Tribune pour la Journée internationale des Droits des Femmes

Adelphi Cité

Le 8 mars : lutter pour les droits des femmes, c’est lutter pour une société plus juste

Chaque année, le 8 mars nous rappelle que l’égalité entre les femmes et les hommes est loin d’être acquise. Ce n’est ni une journée de célébration, ni une fête : c’est un appel à poursuivre le combat. Ce combat est quotidien et se joue sur tous les fronts : dans les foyers, dans la rue, dans les entreprises, dans les institutions, et particulièrement dans nos quartiers populaires, où les inégalités frappent avec encore plus de violence.

À Adelphi Cité, nous travaillons aux côtés des habitantes de nos quartiers, souvent premières victimes de la précarité, de la violence et de l’abandon institutionnel. Dans ces territoires, les femmes cumulent les difficultés : charge mentale exacerbée, emplois précaires, logements insalubres, menaces du narcotrafic, et souvent une double peine pour celles qui élèvent seules leurs enfants. Elles sont pourtant en première ligne des solidarités, piliers invisibles qui tiennent debout nos communautés malgré l’indifférence des pouvoirs publics.

Femmes et quartiers populaires : une double lutte contre l’injustice

Les femmes de nos quartiers ne se battent pas seulement pour leurs droits en tant que femmes, mais aussi contre le mépris de classe et les discriminations systémiques. Trop souvent, elles sont reléguées à des emplois sous-payés et invisibles, cantonnées à des métiers du soin ou du nettoyage, pourtant essentiels au fonctionnement de notre société. Elles font tourner les écoles, les hôpitaux, les maisons, mais leurs voix restent marginalisées dans le débat public.

Les violences sexistes et sexuelles sont aussi une réalité omniprésente. Elles ne s’arrêtent pas aux portes des cités, et les politiques publiques restent largement insuffisantes pour protéger celles qui en sont victimes. Pourtant, l’accès aux droits, aux structures d’accueil et à la justice est souvent un parcours du combattant, doublé d’une peur bien réelle des représailles ou du jugement social.

Des solutions pour une égalité réelle : des moyens, pas des discours

L’égalité ne se décrète pas, elle se construit avec des moyens concrets.

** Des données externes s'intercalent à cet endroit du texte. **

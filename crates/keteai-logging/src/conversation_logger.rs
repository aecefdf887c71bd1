use anyhow::{Context, Result};
use chrono::Local;
use serde::Serialize;
use std::path::{Path, PathBuf};
use tokio::fs::{self, OpenOptions};
use tokio::io::AsyncWriteExt;

#[derive(Serialize)]
struct LogEntry<'a> {
    timestamp: String, // ISO‑8601 Local time
    role: &'a str,
    content: &'a str,
    #[serde(skip_serializing_if = "Option::is_none")]
    model: Option<&'a str>,
}

/// Append-only JSONL record of a chat session
pub struct ConversationLogger {
    file_path: PathBuf,
    file: Option<tokio::fs::File>,
}

impl ConversationLogger {
    /// Create a new logger; generates the file name based on the current local time.
    pub async fn new(log_dir: &Path) -> Result<Self> {
        fs::create_dir_all(log_dir)
            .await
            .with_context(|| format!("Failed to create log directory {}", log_dir.display()))?;

        let filename = format!("keteai-{}.jsonl", Local::now().format("%Y-%m-%d-%H%M%S"));
        let file_path = log_dir.join(filename);
        let file = OpenOptions::new()
            .create(true)
            .append(true)
            .open(&file_path)
            .await
            .with_context(|| format!("Failed to open log file {}", file_path.display()))?;

        Ok(Self {
            file_path,
            file: Some(file),
        })
    }

    pub fn file_path(&self) -> &Path {
        &self.file_path
    }

    /// Append a single log entry. Write errors are reported and swallowed.
    pub async fn log(&mut self, role: &str, content: &str, model: Option<&str>) {
        let entry = LogEntry {
            timestamp: Local::now().to_rfc3339(),
            role,
            content,
            model,
        };
        let Some(file) = &mut self.file else {
            return;
        };
        let Ok(mut line) = serde_json::to_string(&entry) else {
            return;
        };
        line.push('\n');

        if let Err(e) = file.write_all(line.as_bytes()).await {
            eprintln!("[Logging error] {}", e);
        } else if let Err(e) = file.flush().await {
            eprintln!("[Logging error] {}", e);
        }
    }

    /// Close the logger. Called on graceful shutdown.
    pub async fn shutdown(&mut self) {
        if let Some(file) = self.file.take() {
            let _ = file.sync_all().await;
        }
    }
}
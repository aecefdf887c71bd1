//! # keteai-llm-api
//!
//! Client side of the remote language model.
//!
//! - **`LlmClient`**: the request/response boundary used by the chat session
//! - **`GeminiClient`**: Google Gemini `generateContent` over HTTP
//! - **`FallbackClient`**: tries a second model once when the first one fails
//! - **`ClientFactory`**: builds the configured client stack
//!
//! ## Example
//!
//! ```rust,no_run
//! use keteai_llm_api::{ClientConfig, ClientFactory, LlmClient};
//! use keteai_types::Turn;
//!
//! #[tokio::main]
//! async fn main() -> Result<(), keteai_llm_api::LlmError> {
//!     let config = ClientConfig::new("your-api-key".to_string());
//!     let client = ClientFactory::create(&config);
//!
//!     let history = vec![Turn::user("Bonjour"), Turn::model("Salut !")];
//!     let reply = client.generate(&history, "Quelle heure est-il ?").await?;
//!     println!("{}", reply);
//!     Ok(())
//! }
//! ```

pub mod client;
pub mod config;
pub mod error;

pub use client::{fallback::FallbackClient, gemini::GeminiClient, LlmClient};
pub use config::{ClientConfig, ClientFactory, GEMINI_API_URL, PERSONA_INSTRUCTION};
pub use error::LlmError;
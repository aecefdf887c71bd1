use anyhow::Result;
use clap::Parser;
use colored::Colorize;

use keteai::{run_repl_mode, setup_from_cli, Cli};

async fn run(cli: Cli) -> Result<()> {
    let client_config = setup_from_cli(&cli)?;
    run_repl_mode(&cli, client_config).await
}

#[tokio::main]
async fn main() {
    // Load environment variables from .env file if it exists
    dotenvy::dotenv().ok();

    let cli = Cli::parse();

    // Fatal errors are reported but the process still exits 0
    if let Err(e) = run(cli).await {
        eprintln!("{} {:#}", "❌ Erreur fatale:".bright_red().bold(), e);
    }
}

Nous exigeons des politiques ambitieuses en faveur des femmes des quartiers populaires, qui passent par :

Un véritable plan de lutte contre les violences avec des structures d’accueil accessibles et des moyens renforcés pour la justice et la police afin d’assurer la protection des victimes.

Un accès garanti à un emploi digne et à un salaire égal, car sans indépendance économique, il ne peut y avoir d’émancipation.

Un soutien accru aux mères isolées, souvent en première ligne de la précarité.

Des investissements massifs dans les écoles et les structures d’éducation populaire, car l’égalité commence dès l’enfance.

Un droit effectif au logement, avec des logements décents pour sortir du cercle infernal de la précarité.

Nos quartiers ne seront pas la dernière roue du carrosse du féminisme

Nous refusons que le féminisme soit un privilège de classe, un combat réservé à celles qui ont déjà les moyens de se faire entendre. L’émancipation doit être un droit pour toutes. Lutter pour les droits des femmes dans nos quartiers, c’est lutter pour une société plus juste, plus humaine, plus solidaire.

Ce 8 mars 2025, nous n’attendrons pas des promesses : nous prendrons la parole, nous nous organiserons, et nous continuerons à bâtir, à notre échelle, un avenir plus digne pour toutes.